「とりあえず保険でいいです」
という言葉の裏には、患者さんの諦めや理解不足、
そして医師への遠慮が隠れている場合があります。
単なる費用面の問題として捉えるのではなく、
患者さんが自身の健康を「自分ごと」として
考えられるよう接し方を工夫してみましょう。
治療について自分ごとに捉えてもらう
治療計画を提示した際、患者さんから
「とりあえず保険でお願いします」と即答され、
それ以上踏み込んだ提案がしにくい…
こうした経験に難しさを感じている先生も
多いのではないでしょうか?
「保険を選ぶのは安く済ませたいからだ」と
考えるのは、半分正解で半分は不正解と言えます。
「保険で」という言葉を聞くと、つい経済的な事情
だろうかと推測してしまいがちですが、患者さんの
心の中には様々な不安や葛藤が隠れているのです。
「とりあえず保険で」に隠れた心理
検討の時間を十分に取らず、即答で保険診療を
選択する患者さんの中には、治療方法を主体的に
検討できていないケースが見受けられます。
患者さんの気持ち(例)
違いがよくわからない
治療内容や材料の違いについて、
判断に足る情報を得られていない
一度自費にしたら、今後もずっと高額
になるのでは?
自費治療を選択することで、今後のすべての治療が
自費に誘導されるのではないかという不安感
ずっと保険だったから
現状維持バイアスが働き、新しい選択肢に
踏み出すことに心理的な抵抗を感じている
とりあえず治ればなんでもいい
治療方法を選択するという意識はなく、
費用を抑えながら必要な治療を受けたい
「自費治療=審美性」と考えている
自費治療は、見た目を良くするためだけのもの
だと感じている
このような患者さんには、自費治療ありきで進める
のではなく「どのようにお口の健康を保ちたいか」
を一緒に検討することから始めましょう。
おすすめの声掛けや説明テクニック
患者さんが主体性を持って治療について考えてくれ
るよう促す、具体的な声掛けや工夫を紹介します。
声掛け例
「笑った時に目につきやすい部分だけは、見た目の
自然な自費治療を選ばれる方も多いですよ」
審美面への配慮をしながら、今後すべてが
自費素材での治療にしなくてもよいという
雰囲気を演出するのがポイント。
「コーヒーやお茶をよく召し上がる方の場合、
保険診療で使用される材料は、生活習慣によっては
経年的に変色が目立ってくることがあります」
将来的なコストや手間を伝え、患者さんに
判断してもらう。
「こちらをお読みになって、少し考えてみて
くださいね」
ユニットサイドで即決を迫るのではなく、資料を
渡してワンクッション置いて考える時間を作る。
「材質の違いにより、将来的な再治療リスクに差が
出る場合があります。
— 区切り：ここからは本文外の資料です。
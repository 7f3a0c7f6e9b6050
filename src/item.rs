//! The item and operation data model.
//!
//! An [`Item`] is the unit of work the wizard tracks: one user-submitted
//! file or website, carried from upload through conversion to download.
//! An [`Operation`] is the remote service's handle for a single conversion
//! job. An item owns at most one in-flight operation; once the operation
//! reaches a terminal state its outcome is folded back into the item and
//! the handle is discarded.

use serde::{Deserialize, Serialize};

/// Sentinel `original_format` for website items.
pub const SITE_FORMAT: &str = "site";

/// Fixed intermediate target format for phase one of a website conversion.
///
/// The service cannot render an arbitrary URL straight into an arbitrary
/// output format; it first normalizes the site into a bundle artifact, then
/// the ordinary file-conversion path renders the bundle.
pub const SITE_BUNDLE_FORMAT: &str = "site_bundle";

/// Lifecycle status of an [`Item`].
///
/// Allowed transitions (a new conversion request may re-enter `Converting`
/// from either terminal state):
///
/// ```text
/// uploading → uploaded → converting → converted
///                              └────→ error
/// ```
#[derive(Debug, Clone, Copy, PartialEq, Eq, Serialize, Deserialize)]
#[serde(rename_all = "lowercase")]
pub enum ItemStatus {
    /// Transient: the upload step has submitted the file but has no id yet.
    Uploading,
    /// Tracked and ready for a target format to be chosen.
    Uploaded,
    /// A conversion is in flight.
    Converting,
    /// Terminal success; `result_file_id` identifies the artifact.
    Converted,
    /// Terminal failure. No automatic retry.
    Error,
}

impl ItemStatus {
    /// `converted` and `error` are terminal for an item.
    pub fn is_terminal(self) -> bool {
        matches!(self, ItemStatus::Converted | ItemStatus::Error)
    }
}

/// A user-submitted file or website tracked through the conversion wizard.
#[derive(Debug, Clone, Serialize, Deserialize)]
pub struct Item {
    /// Stable identifier. For file items this is assigned by the service at
    /// upload time; for website items it is client-generated until a remote
    /// id is available.
    pub id: String,
    /// Display name: filename or URL.
    pub name: String,
    /// Size in bytes; 0 for website items before bundling.
    #[serde(default)]
    pub size_bytes: u64,
    /// Lower-case extension, or [`SITE_FORMAT`] for websites.
    pub original_format: String,
    /// Chosen output format, once the user has selected one.
    #[serde(default, skip_serializing_if = "Option::is_none")]
    pub target_format: Option<String>,
    pub status: ItemStatus,
    /// When true, `url` must be present.
    #[serde(default)]
    pub is_website: bool,
    #[serde(default, skip_serializing_if = "Option::is_none")]
    pub url: Option<String>,
    /// Set only at `converted`; may differ from `id`.
    #[serde(default, skip_serializing_if = "Option::is_none")]
    pub result_file_id: Option<String>,
    /// User intent flag for the downstream graph-visualization feature;
    /// carried, not interpreted.
    #[serde(default, skip_serializing_if = "Option::is_none")]
    pub generate_graph: Option<bool>,
}

impl Item {
    /// Create a tracked file item from the service's upload response fields.
    pub fn file(id: impl Into<String>, name: impl Into<String>, size_bytes: u64) -> Self {
        let name = name.into();
        let original_format = extension_of(&name);
        Item {
            id: id.into(),
            name,
            size_bytes,
            original_format,
            target_format: None,
            status: ItemStatus::Uploaded,
            is_website: false,
            url: None,
            result_file_id: None,
            generate_graph: None,
        }
    }

    /// Create a website item with a client-generated id.
    pub fn website(id: impl Into<String>, url: impl Into<String>) -> Self {
        let url = url.into();
        Item {
            id: id.into(),
            name: url.clone(),
            size_bytes: 0,
            original_format: SITE_FORMAT.to_string(),
            target_format: None,
            status: ItemStatus::Uploaded,
            is_website: true,
            url: Some(url),
            result_file_id: None,
            generate_graph: None,
        }
    }

    /// Display name after conversion: the suffix after the last `.` is
    /// replaced by `target_format`; a name without an extension gets the
    /// suffix appended. Website names are URLs, where a dot is part of the
    /// hostname rather than an extension, so they always append.
    ///
    /// `"report.docx"` + `"pdf"` → `"report.pdf"`;
    /// `"https://example.com"` + `"pdf"` → `"https://example.com.pdf"`.
    pub fn converted_name(&self, target_format: &str) -> String {
        if self.is_website {
            return format!("{}.{}", self.name, target_format);
        }
        match self.name.rfind('.') {
            Some(dot) => format!("{}.{}", &self.name[..dot], target_format),
            None => format!("{}.{}", self.name, target_format),
        }
    }

    /// The artifact id to fetch for download: `result_file_id` when the
    /// conversion produced one, otherwise the item's own id.
    pub fn download_id(&self) -> &str {
        self.result_file_id.as_deref().unwrap_or(&self.id)
    }

    /// Suggested local filename for the downloaded artifact:
    /// the base name plus the target format (or the original format when no
    /// target was chosen). Falls back to the current display name when
    /// neither format is known.
    pub fn download_name(&self) -> String {
        let format = self
            .target_format
            .as_deref()
            .or_else(|| (!self.original_format.is_empty()).then_some(self.original_format.as_str()));
        match format {
            Some(f) => format!("{}.{}", base_name(&self.name), f),
            None => self.name.clone(),
        }
    }
}

/// Lower-case extension of a filename; empty when there is none.
pub fn extension_of(name: &str) -> String {
    match name.rfind('.') {
        Some(dot) if dot + 1 < name.len() => name[dot + 1..].to_ascii_lowercase(),
        _ => String::new(),
    }
}

/// The name with its final `.suffix` stripped; unchanged when there is no `.`.
pub fn base_name(name: &str) -> &str {
    match name.rfind('.') {
        Some(dot) => &name[..dot],
        None => name,
    }
}

/// A shallow partial update for [`crate::store::ItemStore::update`].
///
/// Only the populated fields are merged into the matching item; everything
/// else is left untouched. `result_file_id` is doubly optional so a patch
/// can distinguish "leave alone" (`None`) from "clear" (`Some(None)`).
#[derive(Debug, Clone, Default)]
pub struct ItemPatch {
    pub name: Option<String>,
    pub size_bytes: Option<u64>,
    pub status: Option<ItemStatus>,
    pub target_format: Option<String>,
    pub result_file_id: Option<Option<String>>,
    pub generate_graph: Option<bool>,
}

impl ItemPatch {
    /// A patch that only changes the status.
    pub fn status(status: ItemStatus) -> Self {
        ItemPatch {
            status: Some(status),
            ..Default::default()
        }
    }

    /// The terminal-success patch: status, artifact id, and renamed display
    /// name in one atomic update.
    pub fn converted(name: String, result_file_id: Option<String>) -> Self {
        ItemPatch {
            name: Some(name),
            status: Some(ItemStatus::Converted),
            result_file_id: Some(result_file_id),
            ..Default::default()
        }
    }

    pub(crate) fn apply(&self, item: &mut Item) {
        if let Some(ref name) = self.name {
            item.name = name.clone();
        }
        if let Some(size) = self.size_bytes {
            item.size_bytes = size;
        }
        if let Some(status) = self.status {
            item.status = status;
        }
        if let Some(ref target) = self.target_format {
            item.target_format = Some(target.clone());
        }
        if let Some(ref result) = self.result_file_id {
            item.result_file_id = result.clone();
        }
        if let Some(generate) = self.generate_graph {
            item.generate_graph = Some(generate);
        }
    }
}

/// Status of a remote [`Operation`].
#[derive(Debug, Clone, Copy, PartialEq, Eq, Serialize, Deserialize)]
#[serde(rename_all = "lowercase")]
pub enum OperationStatus {
    Queued,
    Processing,
    Completed,
    Failed,
    /// Any status string the service may add later; treated as still
    /// in flight so polling keeps going until the deadline.
    #[serde(other)]
    Unknown,
}

impl OperationStatus {
    /// `completed` and `failed` are terminal for an operation.
    pub fn is_terminal(self) -> bool {
        matches!(self, OperationStatus::Completed | OperationStatus::Failed)
    }
}

/// Canonical view of one remote conversion job.
///
/// Every status endpoint, whatever its exact field names, is normalized into
/// this shape by [`crate::remote::normalize`]. Completed or failed
/// operations are not retained — their outcome is folded back into the
/// owning [`Item`].
#[derive(Debug, Clone, Serialize, Deserialize)]
pub struct Operation {
    pub id: String,
    pub status: OperationStatus,
    /// 0–100; monotonically non-decreasing while polled.
    pub progress: u8,
    /// Populated only at `completed`.
    pub result_file_id: Option<String>,
    /// Display-only failure detail from the service; never parsed for
    /// control flow.
    pub error_message: Option<String>,
}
長く持たせたい場合には
適合性や耐久性が期待できる素材も選択肢に
入れてみるとよいかもしれません」
再発リスクの差についても話をするなど、
医療上のメリットを正しく伝える。
他にも、歯科医師には言いにくい本音も、
歯科衛生士なら話しやすいと感じるそうした
特性を踏まえ、歯科衛生士によるカウンセリングを
設けるのも効果的です。
専門的な知見を持ちつつ、より患者さんに近い
立場から各治療の特徴を説明してもらうことで、
患者さんの心理的ハードルを下げることが
できるでしょう。
まとめ
患者さんの「とりあえず保険で」という言葉は、
金銭的な理由だけではありません。
適切な情報と考える時間を提供し、患者さんが
自身のお口の健康のために主体性を持って
検討できるよう支援していく姿勢が求められます。